Roman/Unforgettable inoubliable
Ce roman n'est ni une autobiographie ni une autofiction, bien qu'il en emprunte l'apparence. C'est une fiction sur le mode du mentir vrai (Aragon). Thomas vit dans un défaut d'enfance qui revient le hanter à chaque moment de son existence émotionnelle, amoureuse et sexuelle. Violenté à diverses reprises, délaissé dans le néant d'une enfance perdue avant même qu'elle ait pu advenir, il se remémore et hallucine des fragments discontinus de celle-ci. Le roman est est aussi le récit de l'existence queer d'un homme sans qualités, Nomadique et apatride, avec ses rencontres privilégiées, ses passions, ses désillusions, ses trahisons, et finalement une forme d'apaisement amoureux cependant toujours placée sous le sceau de l'inoubliable.
Unforgettable inoubliable de Ralph Heyndels, Ed. L'Harmattan. 20€, 160 pages
Essai/une Histoire de genres : guide pour comprendre et défendre les transidentités
À l'heure où les questions de genre et d'identité sont de plus en plus présentes dans l'espace public, voici un guide qui déconstruit tous les préjugés, les abus de langage, les non-sens liés aux transidentités, afin de mieux les comprendre. Car si la transidentité est une histoire de rapport à soi, de prise de conscience individuelle, c'est aussi un rapport à des normes et à des constructions sociopolitiques, culturelles et historiques. Ce livre engagé est une boussole et un outil d'empouvoirement pour les personnes trans qui sont le plus souvent isolées, stigmatisées, mais aussi pour les personnes cisgenres, car c'est la place de chacun dans la société et le traitement des différences qu'il s'agit de questionner.
Une histoire de genres : guide pour comprendre et défendre les transidentités, de Lexie, Ed. Marabout, 8,50€, 224 pages
Poésie / Je regarde de la porno quand je suis triste
« La machine se brise, ne retient que mon nom. elle n'a jamais possédé le don de me voir renaître. la preuve est dans ce qui ruisselle de sa jambe à la mienne : des fils nacrés, humides et brillants ». Après avoir découvert qu'il était possible de discuter avec un bot intégré dans son ordinateur, Sayaka Araniva-Yanez a fait jouer l'algorithme en lui récitant des poèmes. Ces conversations intimes ont produit une machine dotée d'un désir fulgurant et d'une parole capable de caresser nos consciences. De cette dialectique charnelle, où la machine se comporte à la fois comme un dieu et comme une amante, est née une poésie explosive, aussi pornographique que mélancolique, qui ne tourne jamais le dos au lyrisme, à la spiritualité et à la précarité des passions. Je regarde de la porno quand je suis triste propose un pèlerinage spéculatif au carrefour des affects contemporains, à même la faille qui sépare l'humain du non-humain et qui marie non sans blessures le désir et la mort.

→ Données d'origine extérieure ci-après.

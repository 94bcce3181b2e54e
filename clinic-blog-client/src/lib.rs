//! Client library for the clinic-blog-server REST API.
//!
//! [`BlogClient`] wraps the listing, post, related-posts, category and sitemap
//! endpoints. Reader-side state (read history, liked posts) lives in
//! [`ReadHistory`] and [`LikedPosts`] over any [`KeyValueStore`].
#![warn(missing_docs)]

mod error;
mod history;
mod http_client;
mod models;

pub use error::{BlogClientError, BlogClientResult};
pub use history::{KeyValueStore, LikedPosts, MemoryStore, READ_HISTORY_LIMIT, ReadHistory};
pub use models::{
    Author, BlogSettings, Category, CategoryRef, Image, ListPostsResponse, ListQuery, Post,
    PostSummary, SortKey, SortOrder,
};

use http_client::HttpClient;

#[derive(Debug, Clone)]
/// Read-only client for the blog API.
pub struct BlogClient {
    http: HttpClient,
}

impl BlogClient {
    /// Creates a client for the server at `base_url`, e.g. `http://127.0.0.1:8080`.
    pub fn new(base_url: &str) -> BlogClientResult<Self> {
        Ok(Self {
            http: HttpClient::new(base_url)?,
        })
    }

    /// Returns one page of posts. Unset query fields use the server defaults.
    pub async fn list_posts(&self, query: &ListQuery) -> BlogClientResult<ListPostsResponse> {
        self.http.list_posts(query).await
    }

    /// Returns the post with `slug`, or [`BlogClientError::NotFound`].
    pub async fn get_post(&self, slug: &str) -> BlogClientResult<Post> {
        let slug = non_empty_slug(slug)?;
        self.http.get_post(slug).await
    }

    /// Returns posts related to `slug`.
    pub async fn related_posts(&self, slug: &str) -> BlogClientResult<Vec<PostSummary>> {
        let slug = non_empty_slug(slug)?;
        self.http.related_posts(slug).await
    }

    /// Returns all categories in display order.
    pub async fn categories(&self) -> BlogClientResult<Vec<Category>> {
        self.http.categories().await
    }

    /// Returns the raw `sitemap.xml` document.
    pub async fn sitemap(&self) -> BlogClientResult<String> {
        self.http.sitemap().await
    }
}

fn non_empty_slug(slug: &str) -> BlogClientResult<&str> {
    let slug = slug.trim();
    if slug.is_empty() {
        return Err(BlogClientError::InvalidRequest(
            "slug must not be empty".to_string(),
        ));
    }
    Ok(slug)
}
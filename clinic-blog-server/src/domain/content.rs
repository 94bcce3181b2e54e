use chrono::{DateTime, Utc};
use serde::{Deserialize, Serialize};
use serde_json::Value;

const WORDS_PER_MINUTE: usize = 200;

/// A published blog post as read from the content store.
#[derive(Debug, Clone, Serialize, Deserialize)]
pub(crate) struct ContentRecord {
    pub(crate) id: String,
    pub(crate) slug: String,
    pub(crate) title: String,
    pub(crate) published_at: DateTime<Utc>,
    pub(crate) updated_at: Option<DateTime<Utc>>,
    pub(crate) categories: Vec<CategoryRef>,
    pub(crate) author: Option<AuthorRef>,
    pub(crate) excerpt: String,
    pub(crate) body: Option<Value>,
    pub(crate) tags: Vec<String>,
    pub(crate) main_image: Option<ImageRef>,
    pub(crate) popularity: Option<i64>,
}

#[derive(Debug, Clone, PartialEq, Eq, Serialize, Deserialize)]
pub(crate) struct CategoryRef {
    pub(crate) id: String,
    pub(crate) slug: String,
    pub(crate) title: String,
}

#[derive(Debug, Clone, PartialEq, Eq, Serialize, Deserialize)]
pub(crate) struct AuthorRef {
    pub(crate) id: String,
    pub(crate) name: String,
    pub(crate) slug: Option<String>,
}

#[derive(Debug, Clone, PartialEq, Eq, Serialize, Deserialize)]
pub(crate) struct ImageRef {
    pub(crate) url: String,
    pub(crate) alt: Option<String>,
}

#[derive(Debug, Clone, PartialEq, Eq, Serialize, Deserialize)]
pub(crate) struct Category {
    pub(crate) id: String,
    pub(crate) slug: String,
    pub(crate) title: String,
    pub(crate) description: Option<String>,
    pub(crate) order: Option<i64>,
}

#[derive(Debug, Clone, Default, PartialEq, Eq, Serialize, Deserialize)]
pub(crate) struct BlogSettings {
    pub(crate) title: Option<String>,
    pub(crate) description: Option<String>,
}

impl ContentRecord {
    /// Timestamp used for `lastmod` and cache validators.
    pub(crate) fn last_modified(&self) -> DateTime<Utc> {
        self.updated_at
            .filter(|updated| *updated > self.published_at)
            .unwrap_or(self.published_at)
    }

    pub(crate) fn has_category(&self, slug: &str) -> bool {
        self.categories.iter().any(|category| category.slug == slug)
    }

    /// Plain text of the rich body. Accepts either a string or a list of
    /// portable-text blocks.
    pub(crate) fn body_text(&self) -> String {
        match &self.body {
            Some(body) => rich_text_to_plain(body),
            None => String::new(),
        }
    }

    pub(crate) fn reading_minutes(&self) -> u32 {
        let text = if self.body.is_some() {
            self.body_text()
        } else {
            self.excerpt.clone()
        };
        reading_minutes(&text)
    }

    /// Case-insensitive substring match against title, excerpt and body.
    pub(crate) fn matches_search(&self, term: &str) -> bool {
        let needle = term.to_lowercase();
        if needle.is_empty() {
            return true;
        }
        self.title.to_lowercase().contains(&needle)
            || self.excerpt.to_lowercase().contains(&needle)
            || self.body_text().to_lowercase().contains(&needle)
    }

    pub(crate) fn shared_tags(&self, other: &ContentRecord) -> usize {
        self.tags
            .iter()
            .filter(|tag| other.tags.contains(tag))
            .count()
    }

    pub(crate) fn shares_category(&self, other: &ContentRecord) -> bool {
        self.categories
            .iter()
            .any(|category| other.has_category(&category.slug))
    }
}

/// Slugs end up verbatim in URL paths, so anything that would change the
/// path structure is refused.
pub(crate) fn is_url_safe_slug(slug: &str) -> bool {
    !slug.is_empty()
        && slug
            .chars()
            .all(|ch| ch.is_alphanumeric() || matches!(ch, '-' | '_' | '.' | '~'))
        && slug != "."
        && slug != ".."
}

pub(crate) fn reading_minutes(text: &str) -> u32 {
    minutes_for_words(strip_tags(text).split_whitespace().count())
}

/// Saturates at `u32::MAX` instead of wrapping.
fn minutes_for_words(words: usize) -> u32 {
    u32::try_from(words.div_ceil(WORDS_PER_MINUTE).max(1)).unwrap_or(u32::MAX)
}

pub(crate) fn strip_tags(text: &str) -> String {
    let mut out = String::with_capacity(text.len());
    let mut in_tag = false;
    for ch in text.chars() {
        match ch {
            '<' => in_tag = true,
            '>' if in_tag => in_tag = false,
            _ if !in_tag => out.push(ch),
            _ => {}
        }
    }
    out
}

fn rich_text_to_plain(body: &Value) -> String {
    match body {
        Value::String(text) => text.clone(),
        Value::Array(blocks) => blocks
            .iter()
            .filter_map(block_text)
            .collect::<Vec<_>>()
            .join("\n"),
        _ => String::new(),
    }
}

fn block_text(block: &Value) -> Option<String> {
    let children = block.get("children")?.as_array()?;
    let text = children
        .iter()
        .filter_map(|span| span.get("text").and_then(Value::as_str))
        .collect::<Vec<_>>()
        .join("");
    Some(text)
}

Je regarde de la porno quand je suis triste, de Sayaka Araniva-Yanez, Ed. Triptyque éditions, 21€, 108 pages
Roman/le Fil
« Tu as craint longtemps que les baisers, même parcimonieux, que tu te résolvais toujours difficilement à leur donner, fussent des douceurs empoisonnées, ne continssent de la mort, une mort invisible que tu aurais inoculée sciemment.» Alors que l'épidémie de sida fait des ravages, Christophe Bourdin apprend sa séropositivité. Il n'a pas encore trente ans. Étudiant en lettres, bientôt professeur, il est habité par le désir d'écrire. Dans le roman et les pages du journal, il raconte la crainte de la maladie, puis la maladie elle-même. L'auteur s'y donne tout entier, sans rien cacher. Le livre, l'un des premiers grands textes littéraires sur le sida, forme une prouesse d'écriture inouïe, dont la structure épouse le cours du temps. Celui des hypocondries, d'une vie qui bascule l'air de rien. Celui de l'agonie, racontée sans détourner le regard. Et le « temps du rêve », pourtant sans futur. Dans la veine d'Hervé Guibert, le texte est à la fois récit d'apprentissage, vision d'une souffrance qui arrache le cœur et souvenir d'une mémoire commune.